TASK ITEM. Wherever the string "contains" occurs in a line of these records, report that line.

[GIVEN DATA Boundary: Start]

//! Hotel models

use serde::{Deserialize, Serialize};

/// Shown when a hotel has no image of its own
pub const FALLBACK_IMAGE_URL: &str =
    "https://images.unsplash.com/photo-1566073771259-6a8506099945?w=800";

#[derive(Serialize, Deserialize, Clone, Debug, PartialEq)]
pub struct Hotel {
    pub id: i64,
    pub name: String,
    #[serde(default)]
    pub city: String,
    #[serde(default)]
    pub address: String,
    #[serde(default)]
    pub rating: f32,
    #[serde(default)]
    pub description: String,
    #[serde(default)]
    pub image_url: Option<String>,
}

impl Hotel {
    pub fn image_or_fallback(&self) -> &str {
        match self.image_url.as_deref() {
            Some(url) if !url.trim().is_empty() => url,
            _ => FALLBACK_IMAGE_URL,
        }
    }

    /// Case-insensitive match on name, city or address
    pub fn matches_query(&self, query: &str) -> bool {
        let query = query.trim().to_lowercase();
        if query.is_empty() {
            return true;
        }
        self.name.to_lowercase().contains(&query)
            || self.city.to_lowercase().contains(&query)
            || self.address.to_lowercase().contains(&query)
    }
}

/// `GET /hotels`
#[derive(Serialize, Deserialize, Clone, Debug, Default)]
pub struct HotelsResponse {
    #[serde(default)]
    pub hotels: Vec<Hotel>,
}

/// `GET /hotels/{id}`; older backends return the hotel unwrapped
#[derive(Deserialize, Clone, Debug)]
#[serde(untagged)]
pub enum HotelResponse {
    Wrapped { hotel: Hotel },
    Bare(Hotel),
}

impl HotelResponse {
    pub fn into_hotel(self) -> Hotel {
        match self {
            HotelResponse::Wrapped { hotel } => hotel,
            HotelResponse::Bare(hotel) => hotel,
        }
    }
}

/// Distinct cities in first-seen order, led by "All"
pub fn city_options(hotels: &[Hotel]) -> Vec<String> {
    let mut cities = vec!["All".to_string()];
    for hotel in hotels {
        if !cities.iter().any(|c| c == &hotel.city) {
            cities.push(hotel.city.clone());
        }
    }
    cities
}

/// Apply the city dropdown and the search box
pub fn filter_hotels<'a>(hotels: &'a [Hotel], city: &str, query: &str) -> Vec<&'a Hotel> {
    hotels
        .iter()
        .filter(|h| city == "All" || h.city == city)
        .filter(|h| h.matches_query(query))
        .collect()
}

#[cfg(test)]
mod tests {
    use super::*;

    fn hotel(id: i64, name: &str, city: &str) -> Hotel {
        Hotel {
            id,
            name: name.to_string(),
            city: city.to_string(),
            address: format!("Jl. Sudirman {}", id),
            rating: 4.5,
            description: String::new(),
            image_url: None,
        }
    }

    #[test]
    fn test_filtering_by_city_and_query() {
        let hotels = vec![
            hotel(1, "Grand Hyatt", "Jakarta"),
            hotel(2, "Ayana", "Bali"),
            hotel(3, "Mulia", "Jakarta"),
        ];

        assert_eq!(city_options(&hotels), vec!["All", "Jakarta", "Bali"]);
        assert_eq!(filter_hotels(&hotels, "Jakarta", "").len(), 2);
        assert_eq!(filter_hotels(&hotels, "All", "ayana")[0].id, 2);
        assert_eq!(filter_hotels(&hotels, "All", "sudirman 3")[0].id, 3);
        assert!(filter_hotels(&hotels, "Bali", "mulia").is_empty());
    }

    #[test]
    fn test_hotel_response_shapes() {
        let wrapped: HotelResponse = serde_json::from_value(serde_json::json!({
            "hotel": { "id": 1, "name": "Ayana" }
        }))
        .unwrap();
        assert_eq!(wrapped.into_hotel().name, "Ayana");

        let bare: HotelResponse =
            serde_json::from_value(serde_json::json!({ "id": 2, "name": "Mulia" })).unwrap();
        assert_eq!(bare.into_hotel().id, 2);
    }

    #[test]
    fn test_image_fallback() {
        let mut h = hotel(1, "Ayana", "Bali");
        assert_eq!(h.image_or_fallback(), FALLBACK_IMAGE_URL);
        h.image_url = Some("https://cdn.example/ayana.jpg".to_string());
        assert_eq!(h.image_or_fallback(), "https://cdn.example/ayana.jpg");
    }
}
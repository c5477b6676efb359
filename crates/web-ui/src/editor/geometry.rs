//! Canvas coordinate arithmetic: snapping and clamping

use crate::utils::validation::{DEFAULT_GRID_SIZE, GRID_SIZE_RANGE};

/// Canvas height used until the rendered canvas reports its size
pub const MIN_CANVAS_HEIGHT: f64 = 600.0;
/// Canvas width used until the rendered canvas reports its size
pub const DEFAULT_CANVAS_WIDTH: f64 = 1200.0;

/// Pointer or tile position in canvas pixels
#[derive(Clone, Copy, Debug, Default, PartialEq)]
pub struct Point {
    pub x: f64,
    pub y: f64,
}

impl Point {
    pub fn new(x: f64, y: f64) -> Self {
        Self { x, y }
    }
}

impl std::ops::Sub for Point {
    type Output = Point;

    fn sub(self, rhs: Point) -> Point {
        Point::new(self.x - rhs.x, self.y - rhs.y)
    }
}

/// Rendered canvas extent
#[derive(Clone, Copy, Debug, PartialEq)]
pub struct CanvasBounds {
    pub width: f64,
    pub height: f64,
}

impl CanvasBounds {
    pub fn new(width: f64, height: f64) -> Self {
        Self {
            width: width.max(0.0),
            height: height.max(MIN_CANVAS_HEIGHT),
        }
    }
}

impl Default for CanvasBounds {
    fn default() -> Self {
        Self::new(DEFAULT_CANVAS_WIDTH, MIN_CANVAS_HEIGHT)
    }
}

/// Grid size plus the two independent toggles
#[derive(Clone, Copy, Debug, PartialEq)]
pub struct GridSettings {
    size: i32,
    pub show_grid: bool,
    pub snap_to_grid: bool,
}

impl GridSettings {
    pub fn size(&self) -> i32 {
        self.size
    }

    /// Grid size, kept inside the allowed range
    pub fn set_size(&mut self, size: i32) {
        self.size = size.clamp(*GRID_SIZE_RANGE.start(), *GRID_SIZE_RANGE.end());
    }

    pub fn with_size(mut self, size: i32) -> Self {
        self.set_size(size);
        self
    }

    pub fn with_snap(mut self, snap_to_grid: bool) -> Self {
        self.snap_to_grid = snap_to_grid;
        self
    }
}

impl Default for GridSettings {
    fn default() -> Self {
        Self {
            size: DEFAULT_GRID_SIZE,
            show_grid: true,
            snap_to_grid: true,
        }
    }
}

/// Nearest multiple of `grid`
pub fn snap_to_grid(value: f64, grid: i32) -> f64 {
    let grid = f64::from(grid);
    (value / grid).round() * grid
}

/// Keep `value` in `[0, limit - extent]`
///
/// With a grid the upper limit is the last grid line that still fits, so a
/// snapped value stays on the grid after clamping. A tile larger than the
/// canvas pins to 0.
fn clamp_axis(value: f64, extent: f64, limit: f64, grid: Option<i32>) -> f64 {
    let mut max = limit - extent;
    if let Some(grid) = grid {
        let grid = f64::from(grid);
        max = (max / grid).floor() * grid;
    }
    value.min(max).max(0.0)
}

/// Where a tile of `size` lands when dragged to `candidate`
pub fn place_tile(candidate: Point, size: (i32, i32), canvas: CanvasBounds, grid: &GridSettings) -> (i32, i32) {
    let snap = grid.snap_to_grid.then_some(grid.size());
    let (mut x, mut y) = (candidate.x, candidate.y);
    if let Some(g) = snap {
        x = snap_to_grid(x, g);
        y = snap_to_grid(y, g);
    } else {
        x = x.round();
        y = y.round();
    }

    let x = clamp_axis(x, f64::from(size.0), canvas.width, snap);
    let y = clamp_axis(y, f64::from(size.1), canvas.height, snap);
    (x as i32, y as i32)
}
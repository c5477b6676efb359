//! Hotel back-office API: rooms and room types

use crate::models::{
    ActionMessage, HotelRoomSummary, HotelRoomsResponse, RoomDraft, RoomType, RoomTypeDraft,
    RoomTypesResponse, UiResult,
};
use crate::services::api_client::ApiClient;
use crate::services::config::endpoints;

pub const ROOM_SAVED_MESSAGE: &str = "Room saved successfully";
pub const ROOM_DELETED_MESSAGE: &str = "Room deleted successfully";
pub const ROOM_TYPE_SAVED_MESSAGE: &str = "Room type saved successfully";
pub const ROOM_TYPE_DELETED_MESSAGE: &str = "Room type deleted successfully";

/// Room and room type management for one hotel
#[derive(Clone, PartialEq)]
pub struct HotelAdminApi {
    client: ApiClient,
    hotel_id: i64,
}

impl HotelAdminApi {
    pub fn new(client: ApiClient, hotel_id: i64) -> Self {
        Self { client, hotel_id }
    }

    pub fn hotel_id(&self) -> i64 {
        self.hotel_id
    }

    pub async fn rooms(&self) -> UiResult<Vec<HotelRoomSummary>> {
        let response: HotelRoomsResponse = self
            .client
            .get_json(&endpoints::hotel_rooms(self.hotel_id))
            .await?;
        Ok(response.rooms)
    }

    /// Create a room, or update `room_id` when given; returns the backend's message
    pub async fn save_room(&self, room_id: Option<i64>, draft: &RoomDraft) -> UiResult<String> {
        let response: ActionMessage = match room_id {
            Some(id) => {
                self.client
                    .put_json(&endpoints::hotel_room(self.hotel_id, id), draft)
                    .await?
            }
            None => {
                self.client
                    .post_json(&endpoints::hotel_rooms(self.hotel_id), draft, true)
                    .await?
            }
        };
        tracing::info!(hotel_id = self.hotel_id, room_id, "room saved");
        Ok(response.or(ROOM_SAVED_MESSAGE))
    }

    pub async fn delete_room(&self, room_id: i64) -> UiResult<()> {
        self.client
            .delete(&endpoints::hotel_room(self.hotel_id, room_id))
            .await?;
        tracing::info!(hotel_id = self.hotel_id, room_id, "room deleted");
        Ok(())
    }

    pub async fn room_types(&self) -> UiResult<Vec<RoomType>> {
        let response: RoomTypesResponse = self
            .client
            .get_json(&endpoints::hotel_room_types(self.hotel_id))
            .await?;
        Ok(response.room_types)
    }

    pub async fn save_room_type(
        &self,
        room_type_id: Option<i64>,
        draft: &RoomTypeDraft,
    ) -> UiResult<String> {
        let response: ActionMessage = match room_type_id {
            Some(id) => {
                self.client
                    .put_json(&endpoints::hotel_room_type(self.hotel_id, id), draft)
                    .await?
            }
            None => {
                self.client
                    .post_json(&endpoints::hotel_room_types(self.hotel_id), draft, true)
                    .await?
            }
        };
        tracing::info!(hotel_id = self.hotel_id, room_type_id, "room type saved");
        Ok(response.or(ROOM_TYPE_SAVED_MESSAGE))
    }

    pub async fn delete_room_type(&self, room_type_id: i64) -> UiResult<()> {
        self.client
            .delete(&endpoints::hotel_room_type(self.hotel_id, room_type_id))
            .await?;
        tracing::info!(hotel_id = self.hotel_id, room_type_id, "room type deleted");
        Ok(())
    }
}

[GIVEN DATA Boundary: End]

ANSWER FOR THIS EXERCISE.
        self.name.to_lowercase().contains(&query)
            || self.city.to_lowercase().contains(&query)
            || self.address.to_lowercase().contains(&query)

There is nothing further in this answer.